(Saved entries)

§

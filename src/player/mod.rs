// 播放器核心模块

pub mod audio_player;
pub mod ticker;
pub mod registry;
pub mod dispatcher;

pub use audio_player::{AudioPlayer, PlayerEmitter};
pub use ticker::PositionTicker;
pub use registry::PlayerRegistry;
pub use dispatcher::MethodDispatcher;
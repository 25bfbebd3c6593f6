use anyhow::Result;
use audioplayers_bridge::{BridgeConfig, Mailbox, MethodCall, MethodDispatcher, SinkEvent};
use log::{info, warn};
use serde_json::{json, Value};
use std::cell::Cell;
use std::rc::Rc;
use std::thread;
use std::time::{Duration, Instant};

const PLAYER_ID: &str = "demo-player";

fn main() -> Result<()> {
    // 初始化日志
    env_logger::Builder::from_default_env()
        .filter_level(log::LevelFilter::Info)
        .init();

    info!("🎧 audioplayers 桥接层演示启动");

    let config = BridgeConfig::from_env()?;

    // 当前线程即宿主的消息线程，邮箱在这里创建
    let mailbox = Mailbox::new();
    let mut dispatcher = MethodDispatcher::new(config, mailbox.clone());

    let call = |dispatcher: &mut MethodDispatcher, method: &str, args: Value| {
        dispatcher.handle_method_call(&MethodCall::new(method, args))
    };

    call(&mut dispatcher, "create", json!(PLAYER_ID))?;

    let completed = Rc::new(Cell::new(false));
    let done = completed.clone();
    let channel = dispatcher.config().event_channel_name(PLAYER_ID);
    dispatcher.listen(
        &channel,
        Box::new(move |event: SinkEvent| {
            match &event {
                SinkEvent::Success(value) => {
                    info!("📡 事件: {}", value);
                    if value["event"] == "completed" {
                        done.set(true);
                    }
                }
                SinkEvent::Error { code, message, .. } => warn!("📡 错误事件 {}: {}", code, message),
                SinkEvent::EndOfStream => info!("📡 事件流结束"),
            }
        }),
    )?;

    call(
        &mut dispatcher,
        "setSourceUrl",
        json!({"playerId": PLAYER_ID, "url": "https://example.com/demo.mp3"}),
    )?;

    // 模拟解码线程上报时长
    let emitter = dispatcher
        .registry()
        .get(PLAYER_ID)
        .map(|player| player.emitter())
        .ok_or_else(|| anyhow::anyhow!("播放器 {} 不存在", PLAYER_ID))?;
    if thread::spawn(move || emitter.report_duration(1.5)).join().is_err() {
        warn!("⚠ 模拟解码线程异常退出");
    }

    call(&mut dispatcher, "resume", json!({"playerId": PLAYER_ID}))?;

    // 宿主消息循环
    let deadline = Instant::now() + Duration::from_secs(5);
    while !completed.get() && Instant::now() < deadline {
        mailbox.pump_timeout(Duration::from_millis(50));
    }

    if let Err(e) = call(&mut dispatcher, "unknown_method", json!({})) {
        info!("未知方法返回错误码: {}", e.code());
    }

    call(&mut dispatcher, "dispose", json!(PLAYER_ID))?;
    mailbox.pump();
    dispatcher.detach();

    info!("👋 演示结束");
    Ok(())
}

§

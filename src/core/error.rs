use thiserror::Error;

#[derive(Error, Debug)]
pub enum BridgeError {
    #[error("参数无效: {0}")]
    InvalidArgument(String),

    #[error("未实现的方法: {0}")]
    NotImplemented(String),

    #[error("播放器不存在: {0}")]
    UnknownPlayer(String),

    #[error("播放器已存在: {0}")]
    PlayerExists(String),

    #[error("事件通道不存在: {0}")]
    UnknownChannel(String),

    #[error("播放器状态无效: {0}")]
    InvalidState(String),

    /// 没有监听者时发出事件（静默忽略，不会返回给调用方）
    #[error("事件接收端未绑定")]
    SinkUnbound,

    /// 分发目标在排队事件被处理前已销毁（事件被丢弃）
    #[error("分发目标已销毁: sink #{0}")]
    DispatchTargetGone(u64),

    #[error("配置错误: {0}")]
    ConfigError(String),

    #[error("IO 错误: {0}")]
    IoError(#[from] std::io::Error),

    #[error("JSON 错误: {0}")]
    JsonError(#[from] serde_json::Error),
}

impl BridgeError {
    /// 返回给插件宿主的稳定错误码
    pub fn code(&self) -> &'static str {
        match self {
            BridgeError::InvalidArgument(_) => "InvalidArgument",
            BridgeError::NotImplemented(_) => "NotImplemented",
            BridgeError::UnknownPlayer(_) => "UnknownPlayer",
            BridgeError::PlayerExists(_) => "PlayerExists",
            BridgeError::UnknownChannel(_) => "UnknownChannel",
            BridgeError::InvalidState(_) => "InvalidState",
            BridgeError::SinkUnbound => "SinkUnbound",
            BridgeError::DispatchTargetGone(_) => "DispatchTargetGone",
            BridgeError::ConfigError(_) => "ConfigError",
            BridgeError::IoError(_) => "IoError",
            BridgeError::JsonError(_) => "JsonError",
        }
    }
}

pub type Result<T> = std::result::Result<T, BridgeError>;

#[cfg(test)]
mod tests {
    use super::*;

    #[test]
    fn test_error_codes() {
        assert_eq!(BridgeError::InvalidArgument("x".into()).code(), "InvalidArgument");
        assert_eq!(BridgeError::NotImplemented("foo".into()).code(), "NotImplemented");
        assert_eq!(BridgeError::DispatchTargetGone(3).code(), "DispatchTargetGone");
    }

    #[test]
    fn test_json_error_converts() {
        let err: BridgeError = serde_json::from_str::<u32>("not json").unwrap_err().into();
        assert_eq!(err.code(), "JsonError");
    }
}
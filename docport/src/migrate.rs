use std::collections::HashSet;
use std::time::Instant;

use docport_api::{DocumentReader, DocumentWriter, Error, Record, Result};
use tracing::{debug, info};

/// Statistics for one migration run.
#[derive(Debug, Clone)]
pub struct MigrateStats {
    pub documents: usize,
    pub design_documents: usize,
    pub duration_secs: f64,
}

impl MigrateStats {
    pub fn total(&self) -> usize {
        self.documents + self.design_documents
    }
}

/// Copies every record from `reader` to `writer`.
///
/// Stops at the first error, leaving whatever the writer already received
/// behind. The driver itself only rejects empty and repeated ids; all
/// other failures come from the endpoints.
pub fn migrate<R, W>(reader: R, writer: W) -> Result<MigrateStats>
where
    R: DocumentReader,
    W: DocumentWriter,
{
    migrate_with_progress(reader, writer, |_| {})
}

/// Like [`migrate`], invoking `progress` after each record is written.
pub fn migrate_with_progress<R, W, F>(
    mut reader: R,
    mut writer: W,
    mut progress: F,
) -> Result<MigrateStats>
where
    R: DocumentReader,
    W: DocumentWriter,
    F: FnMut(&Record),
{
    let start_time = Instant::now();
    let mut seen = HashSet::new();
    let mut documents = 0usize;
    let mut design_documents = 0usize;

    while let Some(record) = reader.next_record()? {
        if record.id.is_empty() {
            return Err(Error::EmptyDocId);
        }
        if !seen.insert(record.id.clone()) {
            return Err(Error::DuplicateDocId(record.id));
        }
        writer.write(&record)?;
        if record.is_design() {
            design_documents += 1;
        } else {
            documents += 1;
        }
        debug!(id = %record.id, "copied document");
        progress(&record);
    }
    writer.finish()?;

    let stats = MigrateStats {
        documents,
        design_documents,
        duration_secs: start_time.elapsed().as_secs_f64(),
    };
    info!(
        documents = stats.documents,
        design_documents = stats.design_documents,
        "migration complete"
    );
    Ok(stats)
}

§

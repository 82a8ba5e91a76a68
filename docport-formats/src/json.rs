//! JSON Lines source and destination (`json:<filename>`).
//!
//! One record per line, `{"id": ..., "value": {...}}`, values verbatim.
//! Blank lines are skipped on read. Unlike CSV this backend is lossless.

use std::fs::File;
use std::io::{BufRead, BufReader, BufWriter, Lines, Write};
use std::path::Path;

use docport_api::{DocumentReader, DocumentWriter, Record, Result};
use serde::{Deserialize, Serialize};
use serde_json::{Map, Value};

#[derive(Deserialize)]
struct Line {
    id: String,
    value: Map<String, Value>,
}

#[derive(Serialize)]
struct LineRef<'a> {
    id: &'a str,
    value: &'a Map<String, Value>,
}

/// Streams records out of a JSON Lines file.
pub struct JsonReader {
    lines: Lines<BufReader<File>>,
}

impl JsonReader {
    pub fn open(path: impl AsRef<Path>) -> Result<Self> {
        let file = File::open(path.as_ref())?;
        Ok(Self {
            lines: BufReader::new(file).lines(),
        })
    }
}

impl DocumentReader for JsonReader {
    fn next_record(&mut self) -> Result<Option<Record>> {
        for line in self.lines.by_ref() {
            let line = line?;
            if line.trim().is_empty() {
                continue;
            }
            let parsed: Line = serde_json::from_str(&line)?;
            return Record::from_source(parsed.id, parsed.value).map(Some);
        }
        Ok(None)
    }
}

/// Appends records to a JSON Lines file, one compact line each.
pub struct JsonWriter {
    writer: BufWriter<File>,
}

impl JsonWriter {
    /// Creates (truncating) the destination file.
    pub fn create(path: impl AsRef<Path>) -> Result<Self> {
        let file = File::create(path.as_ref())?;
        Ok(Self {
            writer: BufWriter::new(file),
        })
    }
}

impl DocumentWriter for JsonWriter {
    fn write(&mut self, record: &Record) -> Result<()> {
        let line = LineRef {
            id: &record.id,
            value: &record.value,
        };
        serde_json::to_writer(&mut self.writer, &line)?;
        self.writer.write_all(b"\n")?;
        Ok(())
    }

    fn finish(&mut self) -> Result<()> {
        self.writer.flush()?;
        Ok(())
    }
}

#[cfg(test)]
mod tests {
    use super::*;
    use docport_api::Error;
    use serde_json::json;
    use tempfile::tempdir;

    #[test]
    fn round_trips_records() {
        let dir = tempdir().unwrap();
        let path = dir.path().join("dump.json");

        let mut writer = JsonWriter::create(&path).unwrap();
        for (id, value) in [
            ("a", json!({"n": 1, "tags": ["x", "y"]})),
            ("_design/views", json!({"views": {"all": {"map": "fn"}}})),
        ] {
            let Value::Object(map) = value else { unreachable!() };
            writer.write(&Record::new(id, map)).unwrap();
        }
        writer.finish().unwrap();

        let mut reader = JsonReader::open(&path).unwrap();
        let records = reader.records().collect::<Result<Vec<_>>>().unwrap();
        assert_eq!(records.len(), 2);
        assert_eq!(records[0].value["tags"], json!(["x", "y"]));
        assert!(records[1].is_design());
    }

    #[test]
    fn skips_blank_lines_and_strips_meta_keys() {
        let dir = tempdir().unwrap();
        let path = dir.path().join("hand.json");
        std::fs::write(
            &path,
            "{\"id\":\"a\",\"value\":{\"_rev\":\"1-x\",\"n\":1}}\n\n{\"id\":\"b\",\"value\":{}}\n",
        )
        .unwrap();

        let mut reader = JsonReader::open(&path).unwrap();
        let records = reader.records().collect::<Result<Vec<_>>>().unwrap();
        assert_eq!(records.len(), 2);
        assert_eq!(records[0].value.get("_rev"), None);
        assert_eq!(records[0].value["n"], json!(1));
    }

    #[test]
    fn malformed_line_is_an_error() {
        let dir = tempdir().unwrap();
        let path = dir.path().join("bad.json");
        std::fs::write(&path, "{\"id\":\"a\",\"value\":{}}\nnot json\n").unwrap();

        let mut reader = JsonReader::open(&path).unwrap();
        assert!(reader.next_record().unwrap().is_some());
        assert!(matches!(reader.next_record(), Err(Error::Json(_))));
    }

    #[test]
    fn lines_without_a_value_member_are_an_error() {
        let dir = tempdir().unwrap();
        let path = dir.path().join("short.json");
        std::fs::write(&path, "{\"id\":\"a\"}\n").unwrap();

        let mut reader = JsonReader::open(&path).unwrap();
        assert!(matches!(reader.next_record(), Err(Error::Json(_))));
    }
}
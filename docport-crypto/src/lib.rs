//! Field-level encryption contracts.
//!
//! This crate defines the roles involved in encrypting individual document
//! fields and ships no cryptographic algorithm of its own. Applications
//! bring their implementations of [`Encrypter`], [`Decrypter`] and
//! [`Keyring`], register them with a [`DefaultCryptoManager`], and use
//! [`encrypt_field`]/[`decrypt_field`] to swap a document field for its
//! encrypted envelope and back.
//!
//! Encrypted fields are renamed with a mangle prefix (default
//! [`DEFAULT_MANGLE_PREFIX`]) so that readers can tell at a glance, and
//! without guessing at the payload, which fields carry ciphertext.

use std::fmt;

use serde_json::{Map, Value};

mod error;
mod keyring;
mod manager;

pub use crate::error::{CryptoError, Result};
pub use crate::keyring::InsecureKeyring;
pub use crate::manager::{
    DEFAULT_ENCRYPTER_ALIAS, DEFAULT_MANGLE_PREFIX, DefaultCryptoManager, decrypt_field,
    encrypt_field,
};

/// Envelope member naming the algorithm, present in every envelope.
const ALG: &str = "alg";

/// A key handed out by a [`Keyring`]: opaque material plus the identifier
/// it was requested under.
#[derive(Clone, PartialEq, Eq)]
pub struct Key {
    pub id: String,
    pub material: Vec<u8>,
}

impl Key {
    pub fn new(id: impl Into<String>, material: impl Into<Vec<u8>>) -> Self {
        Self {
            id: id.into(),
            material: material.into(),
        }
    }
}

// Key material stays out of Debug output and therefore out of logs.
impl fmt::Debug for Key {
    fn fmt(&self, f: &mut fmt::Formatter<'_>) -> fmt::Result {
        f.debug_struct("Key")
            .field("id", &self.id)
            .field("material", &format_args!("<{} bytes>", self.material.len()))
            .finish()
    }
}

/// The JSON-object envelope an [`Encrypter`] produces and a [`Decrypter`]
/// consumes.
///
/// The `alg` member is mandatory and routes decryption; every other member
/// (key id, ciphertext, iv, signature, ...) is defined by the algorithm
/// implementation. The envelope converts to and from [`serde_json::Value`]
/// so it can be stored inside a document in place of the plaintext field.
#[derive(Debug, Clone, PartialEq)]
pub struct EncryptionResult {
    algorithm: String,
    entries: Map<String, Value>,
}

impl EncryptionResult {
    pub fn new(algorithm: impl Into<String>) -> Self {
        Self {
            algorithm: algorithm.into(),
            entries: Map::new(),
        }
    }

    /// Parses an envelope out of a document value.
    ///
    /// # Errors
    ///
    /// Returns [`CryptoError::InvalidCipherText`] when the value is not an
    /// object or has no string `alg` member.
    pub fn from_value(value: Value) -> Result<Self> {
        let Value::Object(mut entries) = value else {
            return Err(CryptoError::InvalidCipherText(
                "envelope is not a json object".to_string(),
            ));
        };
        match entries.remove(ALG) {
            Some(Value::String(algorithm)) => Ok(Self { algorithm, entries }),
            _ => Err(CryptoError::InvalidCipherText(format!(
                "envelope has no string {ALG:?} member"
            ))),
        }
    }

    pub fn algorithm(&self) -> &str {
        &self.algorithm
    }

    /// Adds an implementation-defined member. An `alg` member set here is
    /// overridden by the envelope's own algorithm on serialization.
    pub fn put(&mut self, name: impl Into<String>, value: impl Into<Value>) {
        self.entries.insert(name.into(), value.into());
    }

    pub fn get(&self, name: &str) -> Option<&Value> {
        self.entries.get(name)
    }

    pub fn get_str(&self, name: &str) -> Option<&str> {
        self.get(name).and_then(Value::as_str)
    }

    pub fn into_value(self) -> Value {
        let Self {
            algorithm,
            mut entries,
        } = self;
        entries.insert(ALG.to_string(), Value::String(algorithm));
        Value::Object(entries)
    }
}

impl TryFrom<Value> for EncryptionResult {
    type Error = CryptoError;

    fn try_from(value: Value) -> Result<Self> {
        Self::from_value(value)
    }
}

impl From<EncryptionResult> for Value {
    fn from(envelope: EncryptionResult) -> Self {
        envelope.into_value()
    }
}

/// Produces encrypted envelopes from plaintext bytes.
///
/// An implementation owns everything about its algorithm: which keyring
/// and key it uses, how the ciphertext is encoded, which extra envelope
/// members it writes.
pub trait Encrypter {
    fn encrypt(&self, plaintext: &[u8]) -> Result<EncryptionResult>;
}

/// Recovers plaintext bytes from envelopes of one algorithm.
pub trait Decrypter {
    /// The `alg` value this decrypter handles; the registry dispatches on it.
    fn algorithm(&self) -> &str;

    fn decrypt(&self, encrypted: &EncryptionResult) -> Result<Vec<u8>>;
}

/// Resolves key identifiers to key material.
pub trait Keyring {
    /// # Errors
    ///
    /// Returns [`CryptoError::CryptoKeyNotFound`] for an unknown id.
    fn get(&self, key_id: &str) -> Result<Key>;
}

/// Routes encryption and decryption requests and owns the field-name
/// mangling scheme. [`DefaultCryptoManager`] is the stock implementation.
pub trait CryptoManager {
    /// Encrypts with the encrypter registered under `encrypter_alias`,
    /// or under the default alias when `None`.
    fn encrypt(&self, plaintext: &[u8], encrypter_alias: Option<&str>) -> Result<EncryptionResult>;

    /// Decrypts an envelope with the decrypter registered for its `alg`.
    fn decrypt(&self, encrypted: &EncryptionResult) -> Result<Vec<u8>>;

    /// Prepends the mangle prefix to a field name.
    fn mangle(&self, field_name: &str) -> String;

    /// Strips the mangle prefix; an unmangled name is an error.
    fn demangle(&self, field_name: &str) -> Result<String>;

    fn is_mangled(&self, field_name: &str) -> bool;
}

§

Activity: Your answer must be one number: the count of lines in the entries that contain the string "ticker".

Exercise solution: 2